Observation of Animal Behavior

The severity of seizure was graded according to the Racine score: grade 0: no response; grade I: facial clonus, including blinking, whiskering, and rhythmic chewing; grade II: rhythmic nodding; grade III: forelimb myoclonus, but no hindlimb erection position; grade IV: hindlimb upright position; and grade V: generalized tonic-clonic seizures and loss of postural control. The experimental animals had seizures of ≥ grade IV for 1 h, which could be judged as successful modeling. All rats in each group were video monitored for spontaneous recurrent seizures after the onset of status epilepticus. The observation period lasted 2 weeks, 24 h/day. The behavioral parameters included seizure frequency and seizure duration. After behavioral observation, all rats were sacrificed under anesthesia for the next experiment. The video recording was analyzed by two independent observers who were blinded to the group allocation.

qRT-PCR

Rats were anesthetized intraperitoneally with 3% pentobarbital sodium (50 mg/kg) and then sacrificed by cervical dislocation. The brain was rapidly removed and placed in cold phosphate buffer saline (PBS, G0002, Servicebio). The hippocampal CA1 regions were microdissected by separating the outer part along the longitudinal axis (long axis region) of the hippocampus and used for qRT-PCR. The total RNA of the hippocampal CA1 region was extracted by TRIzol™ reagent (15596026, Thermo Fisher Scientific). The concentration and purity of RNA were assessed by OD260/OD280 (1.8–2.0). The reverse transcription of RNA to complementary DNA was performed using a BeyoRT™II First Strand complementary DNA Synthesis Kit (D7168, Beyotime), followed by qPCR using a ChamQ SYBR qPCR Master Mix (Q311-02, Vazyme). The PCR reactions were as follows: initial denaturation at 95°C for 60 s, followed by 40 cycles of 8 s at 95°C and 20 s at 60°C, and a melting curve stage at 95°C for 15 s, 60°C for 60 s, and 95°C for 15 s. The expression of Lgals3 (forward 5′-TGG​CCA​TAG​GAA​TCA​GGT​GC-3′ and reverse, 5′-CCG​TCT​GCC​ATT​TTC​CGA​AG-3′) was evaluated using the 2-ΔΔCt method [16]. β-actin (forward 5′-CCC​GCG​AGT​ACA​ACC​TTC​TTG-3′ and reverse 5′-GTC​ATC​CAT​GGC​GAA​CTG​GTG-3′) was used as an internal reference.

Histopathology

The pathological changes of the hippocampal CA1 regions from all five rats in each group were observed by hematoxylin and eosin (H&E) and Nissl staining. The paraffin sections were deparaffinized with xylene and rehydrated with gradient of ethanol and distilled water. For H&E staining, sections were stained with hematoxylin (C0105, Beyotime) for 7 min and counterstained with eosin for 2 min. Subsequently, the sections were dehydrated with 70% ethanol for 2 min, 80% ethanol for 2 min, 90% ethanol for 2 min, and anhydrous ethanol for 2 min. For Nissl staining, sections were stained with Nissl staining solution (G1036 Servicebio, Wuhan, China) at 37°C for 30 min. The sections were dehydrated with 95% ethanol for 2 min and then dehydrated with fresh 95% ethanol for 2 min. Subsequently, sections were transparentized with xylene for 5 min and then transparentized with fresh xylene for 5 min. Finally, sections were sealed using neutral gum. Pictures of H&E and Nissl staining were taken by using a light microscope (Nikon Corporation, Tokyo, Japan).

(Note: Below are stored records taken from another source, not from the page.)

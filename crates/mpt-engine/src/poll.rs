//! Bounded waiting. Every wait in the engine goes through here so that no loop can spin forever.

use std::thread;
use std::time::{Duration, Instant};

/// The bound elapsed before the condition was met.
#[derive(Debug, Clone, Copy, PartialEq, Eq)]
pub struct Expired;

/// Calls `f` until it yields a value or `bound` has elapsed, sleeping `interval` between calls.
///
/// `f` is always called at least once, and once more after the deadline passes, so a condition
/// that becomes true during the last sleep is not reported as expired.
pub fn poll_until<T>(
    interval: Duration,
    bound: Duration,
    mut f: impl FnMut() -> Option<T>,
) -> Result<T, Expired> {
    let deadline = Instant::now() + bound;
    loop {
        if let Some(v) = f() {
            return Ok(v);
        }
        let now = Instant::now();
        if now >= deadline {
            return f().ok_or(Expired);
        }
        thread::sleep(interval.min(deadline - now));
    }
}

/// Runs `f` up to `attempts` times, sleeping `interval` between failures. Returns the last error.
pub fn retry<T, E>(
    attempts: u32,
    interval: Duration,
    mut f: impl FnMut(u32) -> Result<T, E>,
) -> Result<T, E> {
    let mut attempt = 1;
    loop {
        match f(attempt) {
            Ok(v) => return Ok(v),
            Err(err) if attempt >= attempts => return Err(err),
            Err(_) => {
                attempt += 1;
                if !interval.is_zero() {
                    thread::sleep(interval);
                }
            }
        }
    }
}

#[cfg(test)]
mod tests {
    use super::*;

    #[test]
    fn immediate_success_does_not_sleep() {
        let start = Instant::now();
        let v = poll_until(Duration::from_secs(1), Duration::from_secs(5), || Some(7)).unwrap();
        assert_eq!(v, 7);
        assert!(start.elapsed() < Duration::from_millis(500));
    }

    #[test]
    fn expires_after_bound() {
        let start = Instant::now();
        let mut calls = 0;
        let res: Result<(), _> = poll_until(Duration::from_millis(5), Duration::from_millis(30), || {
            calls += 1;
            None
        });
        assert_eq!(res, Err(Expired));
        assert!(start.elapsed() >= Duration::from_millis(30));
        assert!(calls >= 2);
    }

    #[test]
    fn retry_counts_attempts() {
        let mut seen = Vec::new();
        let res: Result<u32, &str> = retry(5, Duration::ZERO, |attempt| {
            seen.push(attempt);
            if attempt == 3 {
                Ok(attempt)
            } else {
                Err("no")
            }
        });
        assert_eq!(res, Ok(3));
        assert_eq!(seen, vec![1, 2, 3]);

        let res: Result<(), u32> = retry(2, Duration::ZERO, Err);
        assert_eq!(res, Err(2));
    }
}
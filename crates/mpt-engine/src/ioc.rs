//! The controller object.
//!
//! An [`Ioc`] owns everything that belongs to one controller: the hardware handle, the request,
//! chain and reply regions (allocated once on the first bring-up and reused across resets), the
//! consumer registry, the handshake lock and the pending command records. Consumers interact
//! with it through frame handles; the engine itself is just another consumer (the base
//! consumer) registered at construction.

use std::sync::atomic::{AtomicBool, AtomicU64, Ordering};
use std::sync::{Arc, Mutex, OnceLock};
use std::time::Duration;

use mpt_protocol::{
    AddressWidth, BusType, DoorbellStatus, EventAckRequest, EventNotificationReply, Function,
    IocFactsReply, IocState, PortFactsReply, RaidActionReply, RaidActionRequest, Register,
    SgeFlags, TaskMgmtReply, TaskMgmtRequest,
};

use crate::arena::{ArenaStats, Frame, FrameArena, FrameGuard, FrameHandle};
use crate::bringup::Phase;
use crate::chain::{ChainPool, SgEntry};
use crate::config::{CompletionMode, IocConfig};
use crate::context::ContextIndex;
use crate::dispatch::{DispatchCounters, DispatchStats, ReplyFrame};
use crate::error::{
    CommandError, ContextError, HandshakeError, RegistryError, ReleaseError, Result, Unavailable,
};
use crate::eventlog::{EventLog, EventRecord};
use crate::handshake::Handshake;
use crate::hw::{DmaRegion, Hardware};
use crate::pending::{CommandClass, CommandReply, PendingCommand};
use crate::registry::{
    CallbackIndex, ConsumerClass, EventHandler, Registry, ReplyCallback, ResetHandler,
};
use crate::sync::lock;

/// Queue sizes agreed with the controller on the first bring-up.
#[derive(Debug, Clone, Copy, PartialEq, Eq)]
pub struct Sizing {
    pub frame_size: usize,
    pub request_depth: u16,
    pub reply_depth: u16,
    pub reply_frame_size: u16,
    pub chain_depth: u8,
}

pub(crate) struct Queues {
    pub(crate) arena: FrameArena,
    pub(crate) chains: ChainPool,
    pub(crate) reply_ring: DmaRegion,
    pub(crate) reply_depth: u16,
    pub(crate) reply_frame_size: usize,
    pub(crate) width: AddressWidth,
}

pub struct Ioc {
    pub(crate) name: String,
    pub(crate) hw: Arc<dyn Hardware>,
    pub(crate) config: IocConfig,
    pub(crate) registry: Registry,
    pub(crate) base_cb: CallbackIndex,
    pub(crate) queues: OnceLock<Queues>,
    pub(crate) sizing: OnceLock<Sizing>,
    pub(crate) facts: Mutex<Option<IocFactsReply>>,
    pub(crate) ports: Mutex<Vec<PortFactsReply>>,
    pub(crate) handshake: Handshake,
    pub(crate) pending: [PendingCommand; 3],
    pub(crate) dispatch_lock: Mutex<()>,
    pub(crate) recovery_lock: Mutex<()>,
    pub(crate) generation: AtomicU64,
    pub(crate) phase: Mutex<Phase>,
    pub(crate) resetting: AtomicBool,
    pub(crate) events_enabled: AtomicBool,
    pub(crate) event_frame: Mutex<Option<u16>>,
    pub(crate) events: EventLog,
    pub(crate) firmware: Mutex<Option<Arc<[u8]>>>,
    pub(crate) last_fault: Mutex<Option<u16>>,
    pub(crate) counters: DispatchCounters,
    pub(crate) recoveries: AtomicU64,
}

Preparation of Rat Primary Microglia

Primary microglia were isolated from the cerebral cortices of 1- to 2-day-old Sprague-Dawley rats, as previously reported [17]. After detaching the meninges and dissociating them by trituration, the cerebral cortices were digested in 0.25% trypsin for 30 min at 37°C. The tissue fragments were maintained in Dulbecco’s Modified Eagle Medium (DMEM) (L110KJ, BasalMedia, Shanghai, China) containing 10% FBS (S660JY, BasalMedia), and the single-cell suspension was made by repeated pipetting. After culturing at 37°C for 10–14 days, the microglia were harvested by gentle agitation.

BV2 Cell Culture

The mouse microglia BV2 cells (CL-0493, Procell, Wuhan, China) were cultured in DMEM supplemented with 10% FBS and 1% penicillin/streptomycin (PB180120, Procell). The cells were cultured at 37°C with 5% CO2.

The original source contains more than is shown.